Qui a dit que les orthopédistes manquaient de psychologie ? Preuve du contraire, à Colmar, l'équipe de l'hôpital Schweitzer optimise les résultats de la chirurgie avec récupération rapide après chirurgie (RAC) en mettant l'accent sur la prise en charge du stress.
Car pour le service d'orthopédie qui était parmi les premiers à poser des prothèses totales de hanche (PTH) en ambulatoire en 2014, « pour nous, l'échec n'est pas une durée de séjour au-delà de 12 heures, c'est un patient qui n'est pas satisfait une fois de retour à domicile. La pose d'une PTH en ambulatoire n'est pas un but en soi. Nous n'insistons jamais pour convaincre un patient de se faire opérer en ambulatoire. La décision doit venir du patient lui-même ».
En revanche, les chirurgiens du service utilisent les procédures rapides pour tous les patients, jeunes et moins jeunes, en ambulatoire comme en hospitalisation classique.
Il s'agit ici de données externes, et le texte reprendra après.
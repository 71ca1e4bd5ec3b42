//! Configuration management for stackcraft
//!
//! Settings load from environment variables with sensible defaults. The git
//! access token is deliberately absent: it is supplied per call and never
//! held by long-lived state.
//!
//! # Environment Variables
//!
//! - `STACKCRAFT_WORKSPACE_ROOT`: Parent directory of per-operation checkouts - default: system temp dir + "stackcraft-workspaces"
//! - `STACKCRAFT_ALLOWED_SCHEMES`: Comma-separated URL schemes accepted for clone and push - default: "https"
//! - `STACKCRAFT_FETCH_TIMEOUT`: Git transport read timeout in seconds - default: "60"
//! - `STACKCRAFT_CLONE_DEPTH`: History depth for clones, 0 for full history - default: "1"
//! - `STACKCRAFT_RECIPE_FILE`: Name of the recipe file written to the checkout - default: "Dockerfile"
//! - `STACKCRAFT_BRANCH_PREFIX`: Prefix of published branch names - default: "stackcraft/dockerfile"
//! - `STACKCRAFT_COMMIT_AUTHOR` / `STACKCRAFT_COMMIT_EMAIL`: Commit signature - default: "stackcraft" / "stackcraft@localhost"
//! - `STACKCRAFT_IMAGE_PREFIX`: Namespace for built image tags - default: "stackcraft"
//! - `STACKCRAFT_RECORD_PATH`: JSON Lines file receiving generation records, empty to disable - default: local data dir + "stackcraft/generations.jsonl"
//! - `STACKCRAFT_BIND`: HTTP listen address - default: "127.0.0.1:5000"
//! - `STACKCRAFT_LOG_LEVEL`: Logging level - default: "info"
//!
//! # Example
//!
//! ```no_run
//! use stackcraft::StackcraftConfig;
//!
//! let config = StackcraftConfig::default();
//! config.validate().expect("Invalid configuration");
//! println!("{}", config);
//! ```

use std::collections::HashMap;
use std::env;
use std::fmt;
use std::net::SocketAddr;
use std::path::PathBuf;
use std::time::Duration;
use thiserror::Error;

const DEFAULT_ALLOWED_SCHEMES: &str = "https";
const DEFAULT_FETCH_TIMEOUT_SECS: u64 = 60;
const DEFAULT_CLONE_DEPTH: u32 = 1;
const DEFAULT_RECIPE_FILE: &str = "Dockerfile";
const DEFAULT_BRANCH_PREFIX: &str = "stackcraft/dockerfile";
const DEFAULT_COMMIT_AUTHOR: &str = "stackcraft";
const DEFAULT_COMMIT_EMAIL: &str = "stackcraft@localhost";
const DEFAULT_IMAGE_PREFIX: &str = "stackcraft";
const DEFAULT_BIND: &str = "127.0.0.1:5000";
const DEFAULT_LOG_LEVEL: &str = "info";

/// Configuration errors
#[derive(Debug, Error)]
pub enum ConfigError {
    /// Configuration validation failed
    #[error("Configuration validation failed: {0}")]
    ValidationFailed(String),

    /// Failed to parse configuration value
    #[error("Failed to parse {field}: {error}")]
    ParseError { field: String, error: String },
}

#[derive(Debug, Clone)]
pub struct StackcraftConfig {
    /// Directory under which every operation gets its own checkout
    pub workspace_root: PathBuf,

    /// Lower-cased URL schemes accepted for clone and push
    pub allowed_schemes: Vec<String>,

    /// Connect and read timeout for git transports during clone and push, in seconds
    pub fetch_timeout_secs: u64,

    /// Shallow clone depth; 0 clones full history
    pub clone_depth: u32,

    /// File name of the recipe inside the checkout
    pub recipe_file: String,

    pub branch_prefix: String,

    pub commit_author: String,

    pub commit_email: String,

    /// Namespace for built image tags
    pub image_prefix: String,

    /// Generation record file; `None` disables recording
    pub record_path: Option<PathBuf>,

    pub bind: String,

    /// Logging level (trace, debug, info, warn, error)
    pub log_level: String,
}

impl Default for StackcraftConfig {
    /// Creates a new configuration by loading from environment variables with defaults
    fn default() -> Self {
        let workspace_root = env::var("STACKCRAFT_WORKSPACE_ROOT")
            .ok()
            .filter(|v| !v.trim().is_empty())
            .map(PathBuf::from)
            .unwrap_or_else(|| env::temp_dir().join("stackcraft-workspaces"));

        let allowed_schemes = parse_schemes(
            &env::var("STACKCRAFT_ALLOWED_SCHEMES")
                .unwrap_or_else(|_| DEFAULT_ALLOWED_SCHEMES.to_string()),
        );

        let fetch_timeout_secs = env::var("STACKCRAFT_FETCH_TIMEOUT")
            .ok()
            .and_then(|v| v.parse::<u64>().ok())
            .unwrap_or(DEFAULT_FETCH_TIMEOUT_SECS);

        let clone_depth = env::var("STACKCRAFT_CLONE_DEPTH")
            .ok()
            .and_then(|v| v.parse::<u32>().ok())
            .unwrap_or(DEFAULT_CLONE_DEPTH);

        let string_var = |key: &str, default: &str| {
            env::var(key)
                .ok()
                .filter(|v| !v.trim().is_empty())
                .unwrap_or_else(|| default.to_string())
        };

        // An explicitly empty path disables recording
        let record_path = match env::var("STACKCRAFT_RECORD_PATH") {
            Ok(v) if v.trim().is_empty() => None,
            Ok(v) => Some(PathBuf::from(v)),
            Err(_) => dirs::data_local_dir()
                .map(|dir| dir.join("stackcraft").join("generations.jsonl")),
        };

        let log_level = env::var("STACKCRAFT_LOG_LEVEL")
            .unwrap_or_else(|_| DEFAULT_LOG_LEVEL.to_string())
            .to_lowercase();

        Self {
            workspace_root,
            allowed_schemes,
            fetch_timeout_secs,
            clone_depth,
            recipe_file: string_var("STACKCRAFT_RECIPE_FILE", DEFAULT_RECIPE_FILE),
            branch_prefix: string_var("STACKCRAFT_BRANCH_PREFIX", DEFAULT_BRANCH_PREFIX),
            commit_author: string_var("STACKCRAFT_COMMIT_AUTHOR", DEFAULT_COMMIT_AUTHOR),
            commit_email: string_var("STACKCRAFT_COMMIT_EMAIL", DEFAULT_COMMIT_EMAIL),
            image_prefix: string_var("STACKCRAFT_IMAGE_PREFIX", DEFAULT_IMAGE_PREFIX),
            record_path,
            bind: string_var("STACKCRAFT_BIND", DEFAULT_BIND),
            log_level,
        }
    }
}

fn parse_schemes(raw: &str) -> Vec<String> {
    raw.split(',')
        .map(|s| s.trim().to_lowercase())
        .filter(|s| !s.is_empty())
        .collect()
}

impl StackcraftConfig {
    /// Validates the configuration
    ///
    /// # Errors
    ///
    /// Returns `ConfigError` if any validation fails
    pub fn validate(&self) -> Result<(), ConfigError> {
        if self.fetch_timeout_secs == 0 {
            return Err(ConfigError::ValidationFailed(
                "Fetch timeout must be at least 1 second".to_string(),
            ));
        }
        if self.fetch_timeout_secs > 600 {
            return Err(ConfigError::ValidationFailed(
                "Fetch timeout cannot exceed 10 minutes".to_string(),
            ));
        }

        if self.allowed_schemes.is_empty() {
            return Err(ConfigError::ValidationFailed(
                "At least one URL scheme must be allowed".to_string(),
            ));
        }

        if self.recipe_file.contains(['/', '\\']) || self.recipe_file == ".." {
            return Err(ConfigError::ValidationFailed(format!(
                "Recipe file must be a plain file name, got '{}'",
                self.recipe_file
            )));
        }

        if git2::Branch::name_is_valid(&format!("{}-x", self.branch_prefix)).ok() != Some(true) {
            return Err(ConfigError::ValidationFailed(format!(
                "Branch prefix '{}' does not form a valid branch name",
                self.branch_prefix
            )));
        }

        self.bind_addr()?;

        match self.log_level.as_str() {
            "trace" | "debug" | "info" | "warn" | "error" => {}
            _ => {
                return Err(ConfigError::ValidationFailed(format!(
                    "Invalid log level: {}. Valid options: trace, debug, info, warn, error",
                    self.log_level
                )))
            }
        }

        Ok(())
    }

    pub fn bind_addr(&self) -> Result<SocketAddr, ConfigError> {
        self.bind.parse().map_err(|e: std::net::AddrParseError| ConfigError::ParseError {
            field: "STACKCRAFT_BIND".to_string(),
            error: e.to_string(),
        })
    }

    pub fn fetch_timeout(&self) -> Duration {
        Duration::from_secs(self.fetch_timeout_secs)
    }

    pub fn is_scheme_allowed(&self, scheme: &str) -> bool {
        self.allowed_schemes
            .iter()
            .any(|allowed| allowed.eq_ignore_ascii_case(scheme))
    }

    /// Converts configuration to a display map for output formatting
    pub fn to_display_map(&self) -> HashMap<String, String> {
        let mut map = HashMap::new();

        map.insert(
            "workspace_root".to_string(),
            self.workspace_root.display().to_string(),
        );
        map.insert("allowed_schemes".to_string(), self.allowed_schemes.join(","));
        map.insert(
            "fetch_timeout_secs".to_string(),
            self.fetch_timeout_secs.to_string(),
        );
        map.insert("clone_depth".to_string(), self.clone_depth.to_string());
        map.insert("recipe_file".to_string(), self.recipe_file.clone());
        map.insert("branch_prefix".to_string(), self.branch_prefix.clone());
        map.insert("commit_author".to_string(), self.commit_author.clone());
        map.insert("commit_email".to_string(), self.commit_email.clone());
        map.insert("image_prefix".to_string(), self.image_prefix.clone());
        if let Some(ref path) = self.record_path {
            map.insert("record_path".to_string(), path.display().to_string());
        }
        map.insert("bind".to_string(), self.bind.clone());
        map.insert("log_level".to_string(), self.log_level.clone());

        map
    }
}

impl fmt::Display for StackcraftConfig {
    fn fmt(&self, f: &mut fmt::Formatter<'_>) -> fmt::Result {
        writeln!(f, "Stackcraft Configuration:")?;
        writeln!(f, "  Workspace Root: {}", self.workspace_root.display())?;
        writeln!(f, "  Allowed Schemes: {}", self.allowed_schemes.join(", "))?;
        writeln!(f, "  Fetch Timeout: {}s", self.fetch_timeout_secs)?;
        writeln!(f, "  Clone Depth: {}", self.clone_depth)?;
        writeln!(f, "  Recipe File: {}", self.recipe_file)?;
        writeln!(f, "  Branch Prefix: {}", self.branch_prefix)?;
        writeln!(
            f,
            "  Commit Author: {} <{}>",
            self.commit_author, self.commit_email
        )?;
        writeln!(f, "  Image Prefix: {}", self.image_prefix)?;
        match self.record_path {
            Some(ref path) => writeln!(f, "  Record Path: {}", path.display())?,
            None => writeln!(f, "  Record Path: disabled")?,
        }
        writeln!(f, "  Bind: {}", self.bind)?;
        writeln!(f, "  Log Level: {}", self.log_level)?;
        Ok(())
    }
}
Car la RAC vise en priorité le confort du patient, la diminution de la durée de séjour n'étant qu'un corollaire. « La sortie n'est jamais imposée au patient, poursuit l'orthopédiste de cet établissement ESPIC (établissement de santé privé d'intérêt collectif) à but non lucratif. Le patient garde la possibilité de rester en cas de problème ou même seulement s'il le souhaite. Les bénéfices les plus importants sont d'ailleurs attendus chez les personnes âgées, qui ont tout à gagner à récupérer plus vite pour éviter les complications d'une hospitalisation prolongée ».
Détourner l'attention du stress
Pour garantir la réussite de la procédure de récupération rapide avec mobilisation immédiate après chirurgie (procédure MIRRAC), l'équipe alsacienne s'est organisée autour d'un fil rouge : détourner au maximum l'attention du stress et de la douleur.
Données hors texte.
use crate::error::{PipelineError, Stage, ValidationError};
use crate::pipeline::StackcraftService;
use crate::stack::StackProfile;
use crate::workspace::Credential;
use axum::extract::rejection::JsonRejection;
use axum::extract::State;
use axum::http::StatusCode;
use axum::response::{IntoResponse, Response};
use axum::Json;
use serde::{Deserialize, Serialize};
use std::future::Future;
use std::sync::Arc;
use tracing::warn;

#[derive(Debug, Serialize)]
pub struct ApiResponse<T> {
    pub success: bool,
    #[serde(skip_serializing_if = "Option::is_none")]
    pub data: Option<T>,
    #[serde(skip_serializing_if = "Option::is_none")]
    pub error: Option<String>,
    #[serde(skip_serializing_if = "Option::is_none")]
    pub stage: Option<Stage>,
    #[serde(skip_serializing_if = "Option::is_none")]
    pub log: Option<String>,
}

impl<T> ApiResponse<T> {
    fn success(data: T) -> Self {
        Self {
            success: true,
            data: Some(data),
            error: None,
            stage: None,
            log: None,
        }
    }
}

impl ApiResponse<()> {
    fn error(message: String) -> Self {
        Self {
            success: false,
            data: None,
            error: Some(message),
            stage: None,
            log: None,
        }
    }
}

/// Fields are optional so a missing one is reported as a validation error
/// rather than a deserialization failure.
#[derive(Debug, Default, Deserialize)]
#[serde(rename_all = "camelCase")]
pub(super) struct RepositoryRequest {
    repository_url: Option<String>,
    github_token: Option<String>,
    dockerfile: Option<String>,
}

#[derive(Debug, Serialize)]
#[serde(rename_all = "camelCase")]
pub(super) struct GenerateData {
    dockerfile: String,
    tech_stack: StackProfile,
}

#[derive(Debug, Serialize)]
#[serde(rename_all = "camelCase")]
pub(super) struct BuildData {
    message: &'static str,
    success: bool,
    image_tag: String,
    image_id: Option<String>,
    log: String,
}

#[derive(Debug, Serialize)]
#[serde(rename_all = "camelCase")]
pub(super) struct PushData {
    branch: String,
    commit: String,
}

#[derive(Debug, Serialize)]
pub(super) struct HealthData {
    status: &'static str,
    version: &'static str,
}

pub(super) enum ApiError {
    BadRequest(String),
    Validation(ValidationError),
    Pipeline(PipelineError),
    Internal(String),
}

impl From<ValidationError> for ApiError {
    fn from(err: ValidationError) -> Self {
        ApiError::Validation(err)
    }
}

impl From<PipelineError> for ApiError {
    fn from(err: PipelineError) -> Self {
        ApiError::Pipeline(err)
    }
}

impl From<JsonRejection> for ApiError {
    fn from(rejection: JsonRejection) -> Self {
        ApiError::BadRequest(rejection.body_text())
    }
}

impl IntoResponse for ApiError {
    fn into_response(self) -> Response {
        match self {
            ApiError::BadRequest(message) => {
                (StatusCode::BAD_REQUEST, Json(ApiResponse::error(message))).into_response()
            }
            ApiError::Validation(err) => {
                (StatusCode::BAD_REQUEST, Json(ApiResponse::error(err.to_string()))).into_response()
            }
            ApiError::Pipeline(err) => {
                warn!(stage = %err.stage, error = %err, "Request failed");
                let body = ApiResponse::<()> {
                    success: false,
                    data: None,
                    error: Some(err.to_string()),
                    stage: Some(err.stage),
                    log: err.build_log().map(String::from),
                };
                (StatusCode::INTERNAL_SERVER_ERROR, Json(body)).into_response()
            }
            ApiError::Internal(message) => {
                warn!(error = %message, "Request task failed");
                (StatusCode::INTERNAL_SERVER_ERROR, Json(ApiResponse::error(message))).into_response()
            }
        }
    }
}

type ApiResult<T> = Result<Json<ApiResponse<T>>, ApiError>;

/// Starts `operation` on its own task immediately. Dropping the returned
/// future (a client that disconnects) leaves the operation running to the
/// end, so its workspace is released and a started push is not cut off.
fn detached<T, F>(operation: F) -> impl Future<Output = Result<T, ApiError>>
where
    F: Future<Output = Result<T, PipelineError>> + Send + 'static,
    T: Send + 'static,
{
    let handle = tokio::spawn(operation);
    async move {
        match handle.await {
            Ok(result) => result.map_err(ApiError::from),
            Err(join) => Err(ApiError::Internal(format!("Operation task failed: {}", join))),
        }
    }
}

pub(super) async fn health() -> Json<ApiResponse<HealthData>> {
    Json(ApiResponse::success(HealthData {
        status: "ok",
        version: crate::VERSION,
    }))
}

pub(super) async fn generate(
    State(service): State<Arc<StackcraftService>>,
    body: Result<Json<RepositoryRequest>, JsonRejection>,
) -> ApiResult<GenerateData> {
    let Json(request) = body?;
    let url = ValidationError::require("repositoryUrl", request.repository_url.as_deref())?.to_string();
    let credential = Credential::from_optional(request.github_token);

    let generation = detached(async move { service.generate(&url, credential).await }).await?;
    Ok(Json(ApiResponse::success(GenerateData {
        dockerfile: generation.recipe.into_text(),
        tech_stack: generation.profile,
    })))
}

pub(super) async fn build(
    State(service): State<Arc<StackcraftService>>,
    body: Result<Json<RepositoryRequest>, JsonRejection>,
) -> ApiResult<BuildData> {
    let Json(request) = body?;
    let url = ValidationError::require("repositoryUrl", request.repository_url.as_deref())?.to_string();
    let recipe = ValidationError::require("dockerfile", request.dockerfile.as_deref())?.to_string();
    let credential = Credential::from_optional(request.github_token);

    let result = detached(async move { service.build(&url, credential, &recipe).await }).await?;
    Ok(Json(ApiResponse::success(BuildData {
        message: "Build completed",
        success: true,
        image_tag: result.image_tag,
        image_id: result.image_id,
        log: result.log,
    })))
}

pub(super) async fn push(
    State(service): State<Arc<StackcraftService>>,
    body: Result<Json<RepositoryRequest>, JsonRejection>,
) -> ApiResult<PushData> {
    let Json(request) = body?;
    let url = ValidationError::require("repositoryUrl", request.repository_url.as_deref())?.to_string();
    let recipe = ValidationError::require("dockerfile", request.dockerfile.as_deref())?.to_string();
    let credential = Credential::from_optional(request.github_token);

    let result = detached(async move { service.publish(&url, credential, &recipe).await }).await?;
    Ok(Json(ApiResponse::success(PushData {
        branch: result.branch,
        commit: result.commit,
    })))
}
//! git2 plumbing shared by clone and push.

use super::repository::Credential;
use crate::error::{CloneError, PublishError};
use git2::{opts, Cred, CredentialType, ErrorClass, ErrorCode, RemoteCallbacks};
use std::cell::Cell;
use std::time::Duration;
use tracing::warn;

const TOKEN_USERNAME: &str = "x-access-token";

/// Callbacks answering credential requests with the token, once. A second
/// request means the remote rejected it, so the callback fails instead of
/// letting libgit2 loop.
pub(crate) fn remote_callbacks(credential: Option<&Credential>) -> RemoteCallbacks<'_> {
    let mut callbacks = RemoteCallbacks::new();
    if let Some(credential) = credential {
        let attempted = Cell::new(false);
        callbacks.credentials(move |_url, username_from_url, allowed| {
            if attempted.replace(true) {
                return Err(git2::Error::new(
                    ErrorCode::Auth,
                    ErrorClass::Http,
                    "credentials rejected by remote",
                ));
            }
            if allowed.contains(CredentialType::USER_PASS_PLAINTEXT) {
                Cred::userpass_plaintext(
                    username_from_url.unwrap_or(TOKEN_USERNAME),
                    credential.secret(),
                )
            } else {
                Cred::default()
            }
        });
    }
    callbacks
}

/// Sets libgit2's connect and read timeouts for remote transports. A stalled
/// remote then fails the clone or push from inside libgit2, so the operation
/// still ends before its workspace is released.
pub(crate) fn configure_transport_timeouts(timeout: Duration) {
    let timeout_ms = timeout.as_millis().clamp(1, i32::MAX as u128) as i32;
    // SAFETY: both options are plain integers read by libgit2 at connect time.
    let result = unsafe {
        opts::set_server_connect_timeout_in_milliseconds(timeout_ms)
            .and_then(|()| opts::set_server_timeout_in_milliseconds(timeout_ms))
    };
    if let Err(e) = result {
        warn!(error = %e.message(), "Failed to configure git transport timeouts");
    }
}

fn is_auth_failure(err: &git2::Error) -> bool {
    let message = err.message().to_lowercase();
    err.code() == ErrorCode::Auth
        || message.contains("authentication")
        || message.contains("401")
}

fn is_transport_failure(err: &git2::Error) -> bool {
    matches!(
        err.class(),
        ErrorClass::Net | ErrorClass::Http | ErrorClass::Ssl | ErrorClass::Ssh | ErrorClass::Os
    ) || err.code() == ErrorCode::NotFound
}

pub(crate) fn classify_clone_error(err: &git2::Error, url: &str) -> CloneError {
    if is_auth_failure(err) {
        CloneError::AuthenticationFailed {
            url: url.to_string(),
        }
    } else if is_transport_failure(err) {
        CloneError::Unreachable {
            url: url.to_string(),
            message: err.message().to_string(),
        }
    } else {
        CloneError::Git(err.message().to_string())
    }
}

pub(crate) fn classify_push_error(err: &git2::Error, url: &str) -> PublishError {
    let message = err.message().to_lowercase();
    if is_auth_failure(err) || message.contains("403") || message.contains("permission") {
        PublishError::PermissionDenied {
            url: url.to_string(),
        }
    } else if is_transport_failure(err) {
        PublishError::Network {
            url: url.to_string(),
            message: err.message().to_string(),
        }
    } else {
        PublishError::Git(err.message().to_string())
    }
}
C'est ainsi qu'à l'hôpital Schweitzer, différentes mesures ont été rapidement introduites. L'école des patients joue un rôle central pour donner au patient et à son entourage, - notamment le conjoint -, les moyens de participer aux soins. Pour le Dr Yves Michaud, l'une des difficultés de l'information « est de trouver un compromis pour rassurer le patient sans banaliser le geste chirurgical ni en minimiser l'importance et les risques éventuels ». C'est l'une des missions relevées par Isabel Nativo, cadre de santé, qui organise une réunion collective hebdomadaire avec des membres de l'équipe, notamment du kinésithérapeute, et si possible de patients déjà opérés.
Des professionnels plus disponibles
Des séances de rééducation collective ont pour but de favoriser l'émulation, tandis que la pratique de certains jeux vidéo concourt à améliorer l'équilibre, la coordination et à préparer le retour à une vie active normale. L'environnement se veut accueillant à travers l'architecture hospitalière, le contact avec la nature ou encore des expositions artistiques. Les patients sont sensibilisés à différentes techniques de gestion du stress telles que relaxation, sophrologie, méditation, hypnose, yoga. Le personnel soignant est formé et valorisé à pratiquer la communication non verbale.
Les chiffres sont au rendez-vous. À l'hôpital Schweitzer, depuis 2015, avec plus de 1 000 patients ayant suivi la procédure MIRRAC, la durée moyenne de séjour a baissé de 10 à 5 jours. Les hospitalisations de moins de 3 jours ont progressé au fil des années, passant de 14 en 2014, à 35 en 2015, à 72 en 2016 et déjà 76 depuis les 4 premiers mois de 2017. La RAC a fait des émules dans différents services au sein de l'hôpital, suivant l'exemple de l'orthopédie, notamment en chirurgie digestive et chirurgie vasculaire.
Pour le Dr Michaud, l'important pour la RAC « n'est pas de chercher la rentabilité mais de renforcer le sens du traitement. Une PTH, ce n'est pas qu'une histoire de mécanique, c'est aussi la prise en charge du patient dans son ensemble, et en particulier de l'obésité et la gestion du stress. C'est une philosophie ». Le personnel soignant a perçu les bénéfices pour lui-même de la gestion du stress et des ateliers de bien-être au travail ont été mis en place par l'équipe de rééducation. Des séances de relaxation (gym, yoga) sont proposées une à 2 fois par mois sous l'œil bienveillant de la cadre kiné Isabel Pereira. Pour le Dr Michaud : « Cela renforce la cohérence du traitement, le bien-être du personnel allant de pair avec celui des patients, et les soignants étant ensuite plus disponibles pour les soignés ».